Rigorous ITIL practices will eliminate 60-90 percent of unplanned downtime, says Dennis Drogseth, an analyst with Enterprise Management Associates. But imposing standard practices is easier said than done, because IT professionals like the technologies with which they’re familiar. When one person documents a best practice, naming tools and technologies, and they aren’t the ones another staffer uses, resistance sets in, Drogseth says. “Who they are and how they work is allied to the tools they use.” Montross picked people who were respected by their peers to lead his initial ITIL project and rewarded them for executing it well. “Some staff members say, ‘Oh, this is just the flavor of the month,’” he remarks, “but overall, the favorable reactions have exceeded my expectations.”

British roots
ITIL began as a project sponsored by the British Office of Government Commerce to raise standards in British IT operations by providing guidelines for existing benchmark standards such as the British BSI 15000, which became the basis for ISO’s 20000, and which sets standards for IT as a managed service. ITIL also heeds other standards in its guidelines and best practices such as the Control Objectives for Information and Related Technology, a set of best practices to ensure auditable, accountable systems.

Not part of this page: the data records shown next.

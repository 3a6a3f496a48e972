//! Built-in bundling stages. Each one is a [`gamepack_plugin::Plugin`].

mod commonjs;
mod insert;
mod json;
mod minify;
mod node_resolve;
mod typescript;
mod virtual_module;

pub use crate::{
  commonjs::CommonJsPlugin, insert::InsertPlugin, json::JsonPlugin, minify::MinifyPlugin,
  node_resolve::NodeResolvePlugin, typescript::TypeScriptPlugin, virtual_module::VirtualPlugin,
};

#[cfg(test)]
fn test_context() -> gamepack_plugin::PluginContext {
  use std::{path::PathBuf, sync::Arc};

  gamepack_plugin::PluginContext {
    fs: Arc::new(gamepack_fs::MemoryFileSystem::default()),
    cwd: PathBuf::from("/game"),
  }
}
use gamepack_common::{LoadedConfiguration, ModuleFormat, OutputOptions};
use gamepack_error::BuildResult;

use crate::codegen::header::header;

/// Global name UMD bundles are exposed under.
const UMD_NAME: &str = "Game";

/// The minifier keeps the header as its preamble, so there is no banner when minifying.
pub fn build_output_options(config: &LoadedConfiguration) -> BuildResult<OutputOptions> {
  let output = &config.bundler.output;
  let format = output.format.parse::<ModuleFormat>()?;

  Ok(OutputOptions {
    file: output.file.clone(),
    format,
    name: format.requires_global_name().then(|| UMD_NAME.to_string()),
    banner: (!output.minify).then(|| header(config)),
  })
}

#[test]
fn test_build_output_options() {
  use std::path::PathBuf;

  use gamepack_common::{BundleConfig, GameMetadata, InputConfig, OutputConfig};
  use gamepack_error::BundlerError;

  let config_with = |format: &str, minify: bool| LoadedConfiguration {
    bundler: BundleConfig {
      input: InputConfig { file: PathBuf::from("/game/src/index.ts"), ts: true },
      output: OutputConfig {
        file: PathBuf::from("/game/basic.game-bundle.js"),
        bundle: "standard".to_string(),
        format: format.to_string(),
        minify,
      },
    },
    game: GameMetadata {
      name: "basic".to_string(),
      author: Some("Bob Basic".to_string()),
      headline: None,
      description: None,
      homepage: None,
      repository: None,
      options: None,
      game_version: Some("1.0.0".to_string()),
    },
  };

  let config = config_with("cjs", false);
  let options = build_output_options(&config).unwrap();
  assert_eq!(options.file, PathBuf::from("/game/basic.game-bundle.js"));
  assert_eq!(options.format, ModuleFormat::Cjs);
  assert_eq!(options.name, None);
  assert_eq!(options.banner, Some(header(&config)));

  let options = build_output_options(&config_with("UMD", true)).unwrap();
  assert_eq!(options.format, ModuleFormat::Umd);
  assert_eq!(options.name.as_deref(), Some("Game"));
  assert_eq!(options.banner, None);

  assert_eq!(build_output_options(&config_with("Esm", false)).unwrap().format, ModuleFormat::Esm);

  let err = build_output_options(&config_with("AMD", false)).unwrap_err();
  assert!(matches!(err.bundler_error(), Some(BundlerError::UnsupportedModuleFormat(format)) if format == "amd"));
  assert_eq!(err.to_string(), "Illegal module format: amd");
}
use gamepack_common::ResolvedId;
use gamepack_error::BuildWarning;
use oxc_index::IndexVec;

use super::{import_record::RawImportRecord, module::NormalModule, ImportRecordIdx};

pub struct NormalModuleTaskResult {
  /// `import_records` is filled by the loader.
  pub module: NormalModule,
  pub raw_import_records: IndexVec<ImportRecordIdx, RawImportRecord>,
  pub resolved_deps: IndexVec<ImportRecordIdx, ResolvedId>,
  pub warnings: Vec<BuildWarning>,
}

pub enum ModuleLoaderMsg {
  NormalModuleDone(Box<NormalModuleTaskResult>),
  BuildErrors(Vec<anyhow::Error>),
}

The basic ideas have been around for about 15 years and have slowly gained currency in the UK as well as in Europe and Asia, where about two-thirds of large businesses have adopted the principles. About a third of large US companies have started to adopt ITIL principles, Drogseth says, and another third have heard about them.

Along with BMC, several other companies market ITIL products. Software that manage user issues and code change management systems typically run from $25,000 to $35,000; service accounting systems are $55,000 to $60,000; and configuration management databases $100,000 to $125,000.

Sprint is a good example of the need for ITIL. With a variety of systems and network management tools (including CA’s network troubleshooter CA Spectrum; Voyence’s network configuration tool, VoyenceControl, sold by HP; and Lucent’s network services manager, VitalSuite), Sprint couldn’t rely on the tools to do things in a standard way. Further, voice services managers who’ve been around a while did things in a way that was different from the processes of younger data managers, making telecom service convergence an awkward internal goal.

Sprint will soon replace one of its last legacy data warehouse systems. “It doesn’t meet what we require today for supplying our level of communication services,” Montross says. Replacing such warehouse systems with ones that are ITIL-compliant sits well with customers.